With the death of a possible suspect, "there are probably more questions now than before," said Tom Fitton, president of Judicial Watch, which filed a class-action lawsuit against the postmaster general, alleging that management lied when it assured workers that the facility was safe. The U.S. District Court rejected the workers' request for compensation, saying they could pursue other remedies. The Supreme Court declined to hear the case.
"If this was the guy, why wasn't he in custody?" Fitton asked. "Why did it take so long" to find him? And "why didn't they pick up the guy sooner to prevent him from" committing suicide?
Among the injured is Leroy Richmond, 64, who had worked as a safety captain at the facility. He suffered lung injuries and short-term memory loss caused by anthrax spores. He is unable to play basketball with his son, now 13. He cannot ride his bicycle. He can no longer work.
Richmond said he hears from several current and former workers about once a month. They want to know how he is doing. He said he often thinks about the job, where he spent 34 years -- and his friends, Curseen and Morris, the men who died. Curseen was his prayer partner, Richmond said, and Morris his pinochle partner.
He said a co-worker told him about the deaths while he was in the hospital. "She said: 'I have some sad news. I left the funeral of one of your friends,' " he recalled. Then she handed him Curseen's obituary. Richmond said he cried. "I couldn't breathe. I thought, 'My God, I'm going to be next.' "
Richmond's wife, Susan, who had worked at Brentwood, requested a transfer to another postal facility. "They sent her a letter saying she had to return to the building," he said. "She went into hysteria. She said she could not work there again."
Larry Powell, 59, worked at the Brentwood facility during the contamination. He and other workers were required to take antibiotics in the aftermath.
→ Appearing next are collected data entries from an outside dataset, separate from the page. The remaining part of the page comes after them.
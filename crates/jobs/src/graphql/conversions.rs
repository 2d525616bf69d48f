//! Conversions from generated GraphQL response types into domain types.
//!
//! The service serializes IDs, decimals, and datetimes as strings; any
//! value that does not parse is a [`CrmError::DataShape`], not a panic.

use chrono::{DateTime, NaiveDateTime, Utc};
use rust_decimal::Decimal;

use crm_core::{Customer, CustomerId, Email, Order, OrderId, Product, ProductId};

use super::CrmError;
use super::queries::{get_customers, get_orders, get_products, low_stock_products,
    orders_last_week, update_low_stock_products};
use super::types::OrderReminder;

fn parse_id(raw: &str, what: &str) -> Result<i32, CrmError> {
    raw.parse()
        .map_err(|_| CrmError::DataShape(format!("{what} id {raw:?} is not an integer")))
}

fn parse_decimal(raw: &str, what: &str) -> Result<Decimal, CrmError> {
    raw.parse()
        .map_err(|_| CrmError::DataShape(format!("{what} {raw:?} is not a decimal")))
}

fn parse_datetime(raw: &str, what: &str) -> Result<DateTime<Utc>, CrmError> {
    // RFC 3339 with offset is the norm; a bare naive datetime is taken as UTC.
    DateTime::parse_from_rfc3339(raw)
        .map(|dt| dt.with_timezone(&Utc))
        .or_else(|_| {
            NaiveDateTime::parse_from_str(raw, "%Y-%m-%dT%H:%M:%S%.f").map(|dt| dt.and_utc())
        })
        .map_err(|_| CrmError::DataShape(format!("{what} {raw:?} is not a datetime")))
}

fn parse_email(raw: &str) -> Result<Email, CrmError> {
    Email::parse(raw).map_err(|e| CrmError::DataShape(format!("customer email {raw:?}: {e}")))
}

fn parse_stock(raw: i64) -> Result<i32, CrmError> {
    i32::try_from(raw)
        .map_err(|_| CrmError::DataShape(format!("stock count {raw} out of range")))
}

pub fn convert_customer(c: get_customers::GetCustomersCustomers) -> Result<Customer, CrmError> {
    Ok(Customer {
        id: CustomerId::new(parse_id(&c.id, "customer")?),
        name: c.name,
        email: parse_email(&c.email)?,
        created_at: parse_datetime(&c.created_at, "customer createdAt")?,
    })
}

pub fn convert_product(p: get_products::GetProductsProducts) -> Result<Product, CrmError> {
    Ok(Product {
        id: ProductId::new(parse_id(&p.id, "product")?),
        name: p.name,
        price: parse_decimal(&p.price, "product price")?,
        stock: parse_stock(p.stock)?,
    })
}

pub fn convert_low_stock_product(
    p: low_stock_products::LowStockProductsLowStockProducts,
) -> Result<Product, CrmError> {
    Ok(Product {
        id: ProductId::new(parse_id(&p.id, "product")?),
        name: p.name,
        price: parse_decimal(&p.price, "product price")?,
        stock: parse_stock(p.stock)?,
    })
}

pub fn convert_updated_product(
    p: update_low_stock_products::UpdateLowStockProductsUpdateLowStockProductsUpdatedProducts,
) -> Result<Product, CrmError> {
    Ok(Product {
        id: ProductId::new(parse_id(&p.id, "product")?),
        name: p.name,
        price: parse_decimal(&p.price, "product price")?,
        stock: parse_stock(p.stock)?,
    })
}

pub fn convert_order(o: get_orders::GetOrdersOrders) -> Result<Order, CrmError> {
    Ok(Order {
        id: OrderId::new(parse_id(&o.id, "order")?),
        customer_id: CustomerId::new(parse_id(&o.customer.id, "customer")?),
        order_date: parse_datetime(&o.order_date, "order orderDate")?,
        total_amount: parse_decimal(&o.total_amount, "order totalAmount")?,
    })
}

pub fn convert_reminder(
    o: orders_last_week::OrdersLastWeekOrdersLastWeek,
) -> Result<OrderReminder, CrmError> {
    Ok(OrderReminder {
        order_id: OrderId::new(parse_id(&o.id, "order")?),
        customer_email: parse_email(&o.customer.email)?,
        order_date: parse_datetime(&o.order_date, "order orderDate")?,
    })
}
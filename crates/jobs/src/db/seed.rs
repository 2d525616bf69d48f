//! Sample-data generation for exercising the jobs end to end.
//!
//! Customers are upserted by email and products by name, so reseeding an
//! existing database creates nothing new there. Orders are spread across
//! three age buckets so every job has something to chew on: recent ones
//! for reminders, and year-old ones so cleanup has victims.

use chrono::{Duration, Utc};
use rand::Rng;
use rust_decimal::Decimal;
use sqlx::PgPool;
use tracing::info;

use crm_core::CustomerId;

const SAMPLE_CUSTOMERS: &[(&str, &str)] = &[
    ("John Doe", "john@example.com"),
    ("Jane Smith", "jane@example.com"),
    ("Bob Wilson", "bob@example.com"),
    ("Alice Brown", "alice@example.com"),
    ("Charlie Davis", "charlie@example.com"),
];

// (name, price cents, stock) - a mix of low-stock and healthy products
const SAMPLE_PRODUCTS: &[(&str, i64, i32)] = &[
    ("Laptop", 99999, 5),
    ("Mouse", 2599, 15),
    ("Keyboard", 7999, 8),
    ("Monitor", 29999, 3),
    ("Webcam", 8999, 12),
];

const SAMPLE_ORDER_COUNT: usize = 10;

/// What the seeding run created.
#[derive(Debug, Default, Clone, Copy, PartialEq, Eq)]
pub struct SeedSummary {
    /// New customer rows (existing emails are skipped).
    pub customers_created: u64,
    /// New product rows (existing names are skipped).
    pub products_created: u64,
    /// Order rows inserted.
    pub orders_created: u64,
}

/// Populate the store with sample customers, products, and orders.
///
/// # Errors
///
/// Returns `sqlx::Error` if any insert fails.
pub async fn create_sample_data(pool: &PgPool) -> Result<SeedSummary, sqlx::Error> {
    let mut summary = SeedSummary::default();

    let mut customer_ids: Vec<CustomerId> = Vec::with_capacity(SAMPLE_CUSTOMERS.len());
    for (name, email) in SAMPLE_CUSTOMERS {
        let inserted = sqlx::query(
            r"
            INSERT INTO customers (name, email)
            VALUES ($1, $2)
            ON CONFLICT (email) DO NOTHING
            ",
        )
        .bind(name)
        .bind(email)
        .execute(pool)
        .await?
        .rows_affected();

        if inserted > 0 {
            info!(name, "created customer");
        }
        summary.customers_created += inserted;

        let id: CustomerId = sqlx::query_scalar("SELECT id FROM customers WHERE email = $1")
            .bind(email)
            .fetch_one(pool)
            .await?;
        customer_ids.push(id);
    }

    for (name, price_cents, stock) in SAMPLE_PRODUCTS {
        let inserted = sqlx::query(
            r"
            INSERT INTO products (name, price, stock)
            VALUES ($1, $2, $3)
            ON CONFLICT (name) DO NOTHING
            ",
        )
        .bind(name)
        .bind(Decimal::new(*price_cents, 2))
        .bind(stock)
        .execute(pool)
        .await?
        .rows_affected();

        if inserted > 0 {
            info!(name, "created product");
        }
        summary.products_created += inserted;
    }

    let mut rng = rand::rng();
    for i in 0..SAMPLE_ORDER_COUNT {
        let customer_id = customer_ids[rng.random_range(0..customer_ids.len())];

        // Recent (last week), older (last month), and stale (>1 year)
        let age_days = if i < 3 {
            rng.random_range(1..=7)
        } else if i < 6 {
            rng.random_range(8..=30)
        } else {
            rng.random_range(365..=500)
        };
        let order_date = Utc::now() - Duration::days(age_days);
        let total_amount = Decimal::new(rng.random_range(5_000..50_000), 2);

        sqlx::query(
            r"
            INSERT INTO orders (customer_id, order_date, total_amount)
            VALUES ($1, $2, $3)
            ",
        )
        .bind(customer_id)
        .bind(order_date)
        .bind(total_amount)
        .execute(pool)
        .await?;
        summary.orders_created += 1;
    }

    info!(
        customers = summary.customers_created,
        products = summary.products_created,
        orders = summary.orders_created,
        "sample data created"
    );
    Ok(summary)
}
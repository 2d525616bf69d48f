//! Order reminders job against a stubbed Query/Mutation Service.

use wiremock::matchers::{method, path};
use wiremock::{Mock, MockServer, ResponseTemplate};

use crm_jobs::jobs::reminders::{self, ReminderError};
use crm_jobs::{CrmClient, JobLog};

#[tokio::test]
async fn each_recent_order_gets_a_reminder_line() {
    let server = MockServer::start().await;
    Mock::given(method("POST"))
        .and(path("/graphql"))
        .respond_with(ResponseTemplate::new(200).set_body_json(serde_json::json!({
            "data": {
                "ordersLastWeek": [
                    {
                        "id": "12",
                        "orderDate": "2026-08-27T09:30:00+00:00",
                        "customer": { "email": "alice@example.com" }
                    },
                    {
                        "id": "15",
                        "orderDate": "2026-08-28T14:00:00+00:00",
                        "customer": { "email": "bob@example.com" }
                    }
                ]
            }
        })))
        .mount(&server)
        .await;

    let dir = tempfile::tempdir().expect("tempdir");
    let log = JobLog::in_dir(dir.path(), reminders::LOG_FILE);
    let client = CrmClient::new(format!("{}/graphql", server.uri()));

    let count = reminders::run(&client, &log).await.expect("job run");
    assert_eq!(count, 2);

    let contents = std::fs::read_to_string(log.path()).expect("read log");
    let lines: Vec<&str> = contents.lines().collect();
    assert_eq!(lines.len(), 2);
    assert!(lines[0].ends_with("- Order reminder: Order ID 12, Customer: alice@example.com"));
    assert!(lines[1].ends_with("- Order reminder: Order ID 15, Customer: bob@example.com"));
}

#[tokio::test]
async fn an_empty_week_is_not_an_error() {
    let server = MockServer::start().await;
    Mock::given(method("POST"))
        .and(path("/graphql"))
        .respond_with(ResponseTemplate::new(200).set_body_json(serde_json::json!({
            "data": { "ordersLastWeek": [] }
        })))
        .mount(&server)
        .await;

    let dir = tempfile::tempdir().expect("tempdir");
    let log = JobLog::in_dir(dir.path(), reminders::LOG_FILE);
    let client = CrmClient::new(format!("{}/graphql", server.uri()));

    let count = reminders::run(&client, &log).await.expect("job run");
    assert_eq!(count, 0);

    // No reminder lines and no error line; the file was never created.
    assert!(!log.path().exists());
}

#[tokio::test]
async fn failures_are_logged_and_surfaced() {
    let server = MockServer::start().await;
    Mock::given(method("POST"))
        .and(path("/graphql"))
        .respond_with(ResponseTemplate::new(200).set_body_json(serde_json::json!({
            "data": null,
            "errors": [ { "message": "orders table unavailable" } ]
        })))
        .mount(&server)
        .await;

    let dir = tempfile::tempdir().expect("tempdir");
    let log = JobLog::in_dir(dir.path(), reminders::LOG_FILE);
    let client = CrmClient::new(format!("{}/graphql", server.uri()));

    let err = reminders::run(&client, &log).await.expect_err("should surface");
    assert!(matches!(err, ReminderError::Crm(_)));

    let contents = std::fs::read_to_string(log.path()).expect("read log");
    assert_eq!(contents.lines().count(), 1);
    assert!(contents.contains("- Error processing order reminders:"));
    assert!(contents.contains("orders table unavailable"));
}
Powell, who since then has worked at four other facilities, might be reassigned to Brentwood.
He said he feels "let down" by managers who did not tell workers about contamination risks. "All you had to do is put the information out there," he said. "Don't let me walk down that road and see what's happening when you already know something bad is down there."
Ray Robinson was among the workers who decided to return to Brentwood, mainly because the Postal Service could not guarantee that he would be able to keep his night shift if he went elsewhere.
The facility is now equipped with a system that is supposed to detect anthrax and other hazards in the mail.
Still, workers are much more aggressive about calling safety issues to management's attention, Robinson said. "They speak out more," he said. "They don't just take management's word."
"Management at least entertains safety issues a lot better than before," said Robinson, 44, an automations clerk. "They do listen to problems instead of saying, 'Go back to work,' like they used to."